Many of the largest insurers have decided not to sell plans on Obamacare’s exchanges at all, and many of those that are staying have filed rate increase proposals in the double digits. Those increases could go higher without payments the insurers expect to receive from the federal government, called cost-sharing reduction subsidies. Insurers say the pullouts and premium hikes are a result of uncertainty about the future of the healthcare law and financial losses.
The Trump administration has the authority to move the Sept. 27 deadline back, but it has not changed, according to a spokesman from the Department of Health and Human Services.
In some states, insurers have filed several rate requests to account for various sets of assumptions, including whether they can expect funding from the federal government and to what extent the government will enforce Obamacare’s individual mandate that requires people to buy insurance or pay a fine.
“While final rates have been filed, our assumption is everyone will work to be flexible if we can all agree on a good solution for the American people,” a health insurance industry expert said.

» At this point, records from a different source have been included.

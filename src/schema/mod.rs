//! Intern record schema
//!
//! Defines the record shape and the rules every write must satisfy
//! before it reaches the store.

mod errors;
mod types;
mod validator;

pub use errors::{Field, FieldViolation, ValidationErrors, ValidationResult};
pub use types::{Intern, InternPatch, NewIntern, Role, Status, MAX_SCORE, MIN_NAME_LEN, MIN_SCORE};
pub use validator::InternValidator;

The window for changes is closing, however. Open enrollment, the time during which people can sign up for health plans, begins Nov. 1 and ends Dec. 15, running roughly half the amount of time it did last year. Unsubsidized customers, meaning those who make more than $48,240 for an individual and $98,400 for a family of four, will feel the effects of rising costs, and some might choose to look for short-term options or to go uninsured.

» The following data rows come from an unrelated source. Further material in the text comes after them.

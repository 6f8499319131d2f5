//! Process-local store

use std::sync::{RwLock, RwLockReadGuard, RwLockWriteGuard};

use uuid::Uuid;

use super::collection::Collection;
use super::errors::{StoreError, StoreResult};
use super::DocumentStore;
use crate::query::InternFilter;
use crate::schema::Intern;

/// In-memory document store
#[derive(Debug, Default)]
pub struct MemoryStore {
    collection: RwLock<Collection>,
}

impl MemoryStore {
    pub fn new() -> Self {
        Self::default()
    }

    fn read(&self) -> StoreResult<RwLockReadGuard<'_, Collection>> {
        self.collection.read().map_err(|_| StoreError::LockPoisoned)
    }

    fn write(&self) -> StoreResult<RwLockWriteGuard<'_, Collection>> {
        self.collection.write().map_err(|_| StoreError::LockPoisoned)
    }
}

impl DocumentStore for MemoryStore {
    fn backend(&self) -> &'static str {
        "memory"
    }

    fn insert(&self, intern: Intern) -> StoreResult<Intern> {
        let mut coll = self.write()?;
        coll.prepare_insert(&intern)?;
        coll.commit_insert(intern.clone());
        Ok(intern)
    }

    fn find_by_id(&self, id: &Uuid) -> StoreResult<Option<Intern>> {
        Ok(self.read()?.get(id).cloned())
    }

    fn find(&self, filter: &InternFilter, skip: u64, limit: u64) -> StoreResult<Vec<Intern>> {
        Ok(self.read()?.find(filter, skip, limit))
    }

    fn count(&self, filter: &InternFilter) -> StoreResult<u64> {
        Ok(self.read()?.count(filter))
    }

    fn update(&self, id: &Uuid, apply: &dyn Fn(&mut Intern)) -> StoreResult<Option<Intern>> {
        let mut coll = self.write()?;
        let Some(updated) = coll.prepare_update(id, apply)? else {
            return Ok(None);
        };
        coll.commit_update(updated.clone());
        Ok(Some(updated))
    }

    fn delete(&self, id: &Uuid) -> StoreResult<Option<Intern>> {
        Ok(self.write()?.commit_delete(id))
    }

    fn ping(&self) -> StoreResult<()> {
        self.read().map(|_| ())
    }
}
//! CLI argument definitions using clap
//!
//! Commands:
//! - intern-tracker serve [--config <path>] [--port <port>]
//! - intern-tracker config [--config <path>]

use clap::{Parser, Subcommand};
use std::path::PathBuf;

/// Intern tracker - candidate records with search, filters and pagination
#[derive(Parser, Debug)]
#[command(name = "intern-tracker")]
#[command(version, about, long_about = None)]
pub struct Cli {
    #[command(subcommand)]
    pub command: Command,
}

#[derive(Subcommand, Debug)]
pub enum Command {
    /// Start the HTTP API server
    Serve {
        /// Path to a JSON configuration file
        #[arg(long)]
        config: Option<PathBuf>,

        /// Port to listen on, overriding config and PORT
        #[arg(long)]
        port: Option<u16>,
    },

    /// Print the effective configuration as JSON and exit
    Config {
        /// Path to a JSON configuration file
        #[arg(long)]
        config: Option<PathBuf>,
    },
}

impl Cli {
    /// Parse command line arguments
    pub fn parse_args() -> Self {
        Cli::parse()
    }
}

Insurers are waiting to hear from President Trump about whether the cost-sharing funds will be allocated during the long term. They were authorized under former President Barack Obama, who was sued by House GOP’s because the funds were not appropriated by Congress. A federal judge last year sided with Republicans, and the case is now in limbo. Trump has been re-authorizing the payments each month but has said he would consider ending them.

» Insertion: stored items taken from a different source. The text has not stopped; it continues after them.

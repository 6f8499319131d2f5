//! # CRUD Service
//!
//! Intern operations on top of the record schema, query builder and
//! document store.

mod errors;
mod interns;

pub use errors::{ServiceError, ServiceResult};
pub use interns::{DeleteConfirmation, InternService, DELETED_MESSAGE};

The Senate Health, Education, Labor and Pensions Committee this month was discussing whether to appropriate the funding, which helps reduce out-of-pocket medical expenses, but the bipartisan efforts stalled after the Obamacare overhaul bill, known as Graham-Cassidy, picked up momentum. On Tuesday, Republicans announced they did not have enough votes to pass the legislation, and while individual members say they hope to revisit the bipartisan stabilization measure, no commitment was made from GOP leaders.
Sen. Lamar Alexander, chairman of the HELP committee, said Tuesday he would discuss the possibility of a stabilization package with other senators.
It’s not clear what the appetite will be, as some conservative members of the Senate have referred to the stabilization package as a “bailout” or “propping up” of Obamacare. Others are concerned that compromise won’t come from both sides.
Sen. John Barrasso, chairman of the Republican Policy Committee, said that to gain his support a bill would need to give states more flexibility. Some state officials have complained that Obamacare’s process for applying for waivers is too lengthy and cumbersome, and they would like to opt out of certain regulations.
“I’m not supportive of a direct continuation of those [cost-sharing] payments unless there is some agreement that we can actually get more flexibility at home,” Barrasso said. “I want to get the power and money out of Washington and back to the states.”
Insurers, who opposed Graham-Cassidy, have pushed for a bipartisan agreement, and have a list of items they would like included, such as the cost-sharing reduction funds and injection of federal reinsurance dollars, which reduces the costs of premiums, and the removal or suspension of the health insurance tax. One study by the consulting firm Avalere Health showed that a $15 billion reinsurance package would reduce premiums 17 percent.
Insurers said during hearings in the HELP Committee that they hoped for a plan that would last longer than one year.
“Less than six months from now, health plans will begin the process of building products for the 2019 plan year,” America’s Health Insurers wrote in a submitted testimony. “As a result, we strongly believe that any legislative stability package must continuously cover at least a two-year period – 2018 and 2019. Otherwise, market uncertainty will persist, and the Congress will need to revisit these same exact issues early next year.”